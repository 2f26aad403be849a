use colored::Colorize;

use crate::cli::{load_mode, print_load_outcome, Context};
use crate::error::Result;
use crate::normalizer::TextNormalizer;

pub fn run(fixture: Option<&str>, upsert: bool) -> Result<()> {
    let ctx = Context::load()?;
    let mut source = ctx.source(fixture)?;
    let mut conn = ctx.connection()?;

    let report = ctx.pipeline.run(
        source.as_mut(),
        &TextNormalizer::default(),
        &mut conn,
        load_mode(upsert),
    )?;

    println!("{}", "Extract".bold());
    super::extract::print_report(&report.extract);
    println!("{}", "Clean".bold());
    super::clean::print_report(&report.clean);
    println!("{}", "Load".bold());
    print_load_outcome(&report.load);
    println!("{}", "Pipeline completed.".green().bold());
    Ok(())
}
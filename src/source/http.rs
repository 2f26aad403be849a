use std::sync::OnceLock;
use std::time::Duration;

use regex::Regex;
use reqwest::blocking::Client;

use crate::error::{Result, SudsError};
use crate::models::RawEntry;
use crate::settings::SourceSettings;
use crate::source::{collect_pages, PurchaseSource, RetryPolicy};

fn transaction_id_re() -> &'static Regex {
    static RE: OnceLock<Regex> = OnceLock::new();
    RE.get_or_init(|| Regex::new(r"(?i)Transaction ID[:\s]+(\d+)").expect("valid transaction id regex"))
}

/// Pulls the id out of a rendered details block when the row itself lacked one.
pub fn recover_transaction_id(entry: &mut RawEntry) {
    if !entry.transaction_id.trim().is_empty() {
        return;
    }
    if let Some(caps) = transaction_id_re().captures(&entry.details_text) {
        entry.transaction_id = caps[1].to_string();
    }
}

/// Polls `fetch` until it yields non-blank text or `attempts` run out.
/// Running out is not an error: the entry keeps empty details and fails
/// normalization later, attributed to that entry.
pub fn poll_details(
    attempts: u32,
    delay: Duration,
    mut fetch: impl FnMut() -> Result<String>,
) -> String {
    for attempt in 1..=attempts {
        match fetch() {
            Ok(text) if !text.trim().is_empty() => return text.trim().to_string(),
            Ok(_) => {}
            Err(e) => tracing::debug!(attempt, error = %e, "details not ready"),
        }
        if attempt < attempts {
            std::thread::sleep(delay);
        }
    }
    String::new()
}

/// Live source backed by a JSON purchases endpoint.
///
/// `GET {endpoint}?page=N` returns a JSON array of raw entries (an empty array
/// past the last page). `GET {endpoint}/details?page=N&row=I` returns the
/// rendered details text for one row, which may still be empty while the
/// remote side is rendering it.
pub struct HttpSource {
    client: Client,
    endpoint: String,
    settings: SourceSettings,
}

impl HttpSource {
    pub fn new(settings: &SourceSettings) -> Result<Self> {
        let endpoint = settings
            .endpoint
            .as_deref()
            .ok_or_else(|| {
                SudsError::Settings(
                    "no source endpoint configured (set source.endpoint in settings.json)".into(),
                )
            })?
            .trim_end_matches('/')
            .to_string();
        let client = Client::builder()
            .timeout(Duration::from_secs(settings.timeout_secs))
            .build()?;
        Ok(Self {
            client,
            endpoint,
            settings: settings.clone(),
        })
    }

    fn retry_policy(&self) -> RetryPolicy {
        RetryPolicy {
            retries: self.settings.page_retries,
            delay: Duration::from_millis(self.settings.retry_delay_ms),
        }
    }

    fn get_page(&self, page_num: u32) -> Result<Vec<RawEntry>> {
        let entries = self
            .client
            .get(&self.endpoint)
            .query(&[("page", page_num)])
            .send()?
            .error_for_status()?
            .json::<Vec<RawEntry>>()?;
        Ok(entries)
    }

    fn get_details(&self, page_num: u32, row: usize) -> Result<String> {
        let url = format!("{}/details", self.endpoint);
        let text = self
            .client
            .get(&url)
            .query(&[("page", page_num as usize), ("row", row)])
            .send()?
            .error_for_status()?
            .text()?;
        Ok(text)
    }

    fn fetch_page(&self, page_num: u32) -> Result<Vec<RawEntry>> {
        let mut entries = self
            .retry_policy()
            .run(&format!("page {page_num}"), || self.get_page(page_num))?;

        let attempts = self.settings.detail_poll_attempts;
        let delay = Duration::from_millis(self.settings.detail_poll_delay_ms);
        for (row, entry) in entries.iter_mut().enumerate() {
            if entry.details_text.trim().is_empty() {
                entry.details_text = poll_details(attempts, delay, || self.get_details(page_num, row));
                if entry.details_text.is_empty() {
                    tracing::warn!(
                        page = page_num,
                        row,
                        datetime = %entry.datetime,
                        "details never rendered"
                    );
                }
            }
            recover_transaction_id(entry);
        }
        Ok(entries)
    }
}

impl PurchaseSource for HttpSource {
    fn fetch_all(&mut self) -> Result<Vec<RawEntry>> {
        collect_pages(self.settings.max_pages, None, |n| self.fetch_page(n))
    }

    fn fetch_since(&mut self, known_id: Option<&str>) -> Result<Vec<RawEntry>> {
        collect_pages(self.settings.max_pages, known_id, |n| self.fetch_page(n))
    }
}

#[cfg(test)]
mod tests {
    use std::cell::Cell;

    use super::*;

    #[test]
    fn test_recover_transaction_id() {
        let mut entry = RawEntry {
            details_text: "Transaction ID: 2085361712\nWash Bay\t(bay 5)\t$3.75".into(),
            ..Default::default()
        };
        recover_transaction_id(&mut entry);
        assert_eq!(entry.transaction_id, "2085361712");

        let mut keep = RawEntry {
            transaction_id: "11".into(),
            details_text: "Transaction ID: 99".into(),
            ..Default::default()
        };
        recover_transaction_id(&mut keep);
        assert_eq!(keep.transaction_id, "11");
    }

    #[test]
    fn test_poll_details_waits_for_text() {
        let calls = Cell::new(0);
        let text = poll_details(5, Duration::ZERO, || {
            calls.set(calls.get() + 1);
            Ok(if calls.get() < 3 { String::new() } else { " Vac\t(vacuum 1)\t$1.00 ".into() })
        });
        assert_eq!(text, "Vac\t(vacuum 1)\t$1.00");
        assert_eq!(calls.get(), 3);
    }

    #[test]
    fn test_poll_details_times_out_to_empty() {
        let calls = Cell::new(0);
        let text = poll_details(4, Duration::ZERO, || {
            calls.set(calls.get() + 1);
            Err(SudsError::Other("not rendered".into()))
        });
        assert!(text.is_empty());
        assert_eq!(calls.get(), 4);
    }

    #[test]
    fn test_requires_endpoint() {
        let err = HttpSource::new(&SourceSettings::default()).err().unwrap();
        assert!(matches!(err, SudsError::Settings(_)));
    }
}
use std::path::Path;

use rusqlite::Connection;

use crate::error::Result;

// Money columns hold decimal text ("3.75"), never REAL.
pub const SCHEMA: &str = "
CREATE TABLE IF NOT EXISTS Purchase (
    transaction_id INTEGER PRIMARY KEY,
    purchase_date TEXT NOT NULL,
    purchase_time TEXT NOT NULL,
    cardholder_name TEXT,
    cardholder_last4 TEXT,
    total_amount TEXT NOT NULL,
    purchase_type TEXT NOT NULL CHECK (purchase_type IN ('V', 'W'))
);

CREATE TABLE IF NOT EXISTS VacuumPurchase (
    transaction_id INTEGER PRIMARY KEY,
    vacuum_number INTEGER NOT NULL CHECK (vacuum_number BETWEEN 1 AND 6),
    FOREIGN KEY (transaction_id) REFERENCES Purchase(transaction_id) ON DELETE CASCADE
);

CREATE TABLE IF NOT EXISTS WashBayPurchase (
    id INTEGER PRIMARY KEY,
    transaction_id INTEGER NOT NULL,
    bay_number INTEGER NOT NULL CHECK (bay_number BETWEEN 1 AND 7),
    wash_purchase_total TEXT NOT NULL,
    FOREIGN KEY (transaction_id) REFERENCES Purchase(transaction_id) ON DELETE CASCADE
);

CREATE INDEX IF NOT EXISTS idx_purchase_date ON Purchase(purchase_date);
CREATE INDEX IF NOT EXISTS idx_wash_bay_tx ON WashBayPurchase(transaction_id);

CREATE TABLE IF NOT EXISTS load_runs (
    id INTEGER PRIMARY KEY,
    loaded_at TEXT DEFAULT (datetime('now')),
    mode TEXT NOT NULL,
    purchase_count INTEGER NOT NULL,
    vacuum_count INTEGER NOT NULL,
    wash_bay_count INTEGER NOT NULL,
    head_transaction_id INTEGER,
    checksum TEXT
);
";

pub fn get_connection(db_path: &Path) -> Result<Connection> {
    if let Some(dir) = db_path.parent().filter(|p| !p.as_os_str().is_empty()) {
        std::fs::create_dir_all(dir)?;
    }
    let conn = Connection::open(db_path)?;
    conn.execute_batch("PRAGMA journal_mode=WAL; PRAGMA foreign_keys=ON;")?;
    Ok(conn)
}

pub fn init_db(conn: &Connection) -> Result<()> {
    conn.execute_batch(SCHEMA)?;
    Ok(())
}

/// Opens the database and makes sure the schema exists.
pub fn open(db_path: &Path) -> Result<Connection> {
    let conn = get_connection(db_path)?;
    init_db(&conn)?;
    Ok(conn)
}

pub fn purchase_count(conn: &Connection) -> Result<i64> {
    Ok(conn.query_row("SELECT count(*) FROM Purchase", [], |r| r.get(0))?)
}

* * *

Reproduce every line in the records above that contains the word "static".

**Response for this exercise**:
fn transaction_id_re() -> &'static Regex {
    static RE: OnceLock<Regex> = OnceLock::new();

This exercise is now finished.